With long-term funding targets and a move to ‘self-sufficiency’ being emphasised by The Pensions Regulator (TPR), there is likely to be further focus on considering the hedging of unrewarded risks for many DB pension schemes.
2 Goodbye RPI
However, despite this resilience, confirmation in November that Retail Price Index (RPI) will be aligned with the Consumer Prices Index including owner occupiers' housing costs (CPIH) with effect from 2030 has resulted in some well-hedged DB pension schemes being disadvantaged.
DB pension schemes with mostly CPI-linked liabilities that have hedged inflation risk have lost some ground as the value of their hedging assets falls with no equivalent offset in the value of their CPI-linked liabilities.
The impact this will have on liability valuations over the interim period to 2030 is unclear as various approaches of incorporating the change into assumptions are still being considered, putting this firmly on the agenda for 2021.
3 Cash may need to be tomorrow’s king
Cash contributions are a central component of DB pension scheme funding, with contribution negotiations often pushing for more of it and as quickly as possible.

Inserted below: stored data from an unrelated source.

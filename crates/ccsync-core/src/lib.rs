//! Desired-state reconciliation engine for Catalyst Center.
//!
//! Takes a typed description of site hierarchy nodes, global IP pools, and
//! pool reservations, and makes the controller match it:
//!
//! - **[`ResourceGraph`]** validates the desired state and computes a
//!   deterministic creation order (and its exact reverse for deletion).
//!   Dangling references are rejected before any network call.
//!
//! - **[`SessionManager`]** owns the controller token. Exactly one login is
//!   in flight at a time; a rejected token is refreshed once per call.
//!
//! - **[`TaskTracker`]** polls asynchronous controller tasks with capped
//!   exponential backoff until they settle, time out, or the run is
//!   cancelled.
//!
//! - **[`InventoryReader`]** projects controller state into the same
//!   [`ResourceKey`] identities as desired state, for existence checks,
//!   deletion guards, and `status`.
//!
//! - **[`Reconciler`]** walks a [`Plan`] step by step and produces a
//!   [`RunReport`].
//!
//! [`Controller`] wires all of the above behind one facade. The HTTP
//! surface is abstracted by [`ControllerApi`] so the engine can be driven
//! against an in-memory controller.

pub mod backend;
mod backoff;
pub mod config;
pub mod controller;
pub mod error;
pub mod graph;
pub mod inventory;
pub mod model;
pub mod reconciler;
pub mod report;
pub mod session;
pub mod tracker;

// ── Primary re-exports ──────────────────────────────────────────────
pub use backend::ControllerApi;
pub use config::{ControllerConfig, SessionPolicy, TaskPolicy, TlsVerification};
pub use controller::Controller;
pub use error::CoreError;
pub use graph::{Operation, Plan, PlanStep, ResourceGraph};
pub use inventory::{InventoryReader, InventorySnapshot, ObservedDetail, ObservedResource};
pub use reconciler::{Reconciler, StepPhase};
pub use report::{FailureKind, OutcomeState, ResourceOutcome, RunReport, RunStatus};
pub use session::{CallMode, Credential, SessionManager};
pub use tracker::{Task, TaskState, TaskTracker};

pub use ipnet::Ipv4Net;
pub use model::{
    BuildingAttrs, DesiredResource, DesiredState, FloorAttrs, GlobalPool, PoolReservation,
    ResourceKey, ResourceKind, SiteAttrs, SiteKind, SiteNode, SitePath,
};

In 2020 many DB pension sponsors saw sharply reduced free-cash availability. DB pension scheme contribution commitments have often needed to share a much smaller cash pie with other stakeholders. Contribution agreements that combine cash with some form of contingent support arrangement or asset, or that allow payments to be linked to employer performance, have needed to be considered in scheme funding discussions so as to preserve sponsor survival and longevity.

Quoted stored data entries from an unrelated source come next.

// ── Domain model ──
//
// Typed description of desired resources, shared with the inventory
// projection of observed controller state.

pub mod pool;
pub mod resource;
pub mod site;

pub use pool::{GlobalPool, PoolReservation};
pub use resource::{DesiredResource, DesiredState, ResourceKey, ResourceKind};
pub use site::{BuildingAttrs, FloorAttrs, SiteAttrs, SiteKind, SiteNode, SitePath};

Faced with an exceptionally wide fan of doubt around future sponsor performance, recovery plan discussions will often have no choice but to consider alternative, more creative, solutions.
4 Where do I rank?
Whatever form of contribution plan is agreed, TPR expects trustees to ensure that it results in equitable treatment of the DB pension scheme relative to other stakeholders, and the affordability issues faced by many scheme sponsors during 2020 have highlighted the importance of this.
It's essential that trustees understand the sponsor's cash commitments and where the pension scheme ranks in priority relative to the competing obligations of the sponsor. Equitable treatment of the DB pension scheme is brought into sharp focus under abnormally stressed circumstances and there is likely to be continued scrutiny of this given continuation of tough times into 2021.
5 Scenario planning for changes in sponsor covenant
TPR has stressed the need for scenario planning in a covenant context for some years. 2020 has shown the value of planning potential responses to covenant volatility, and in seeking to be on the front foot in designing and implementing pre-agreed contingency plans.
I expect that trustees will be continuing scenario and contingency planning during 2021 so that they are well-equipped to respond to a broad range of sponsor changes.
6 Ongoing monitoring has never been more important
2020 has surely emphasised the crucial importance of covenant monitoring.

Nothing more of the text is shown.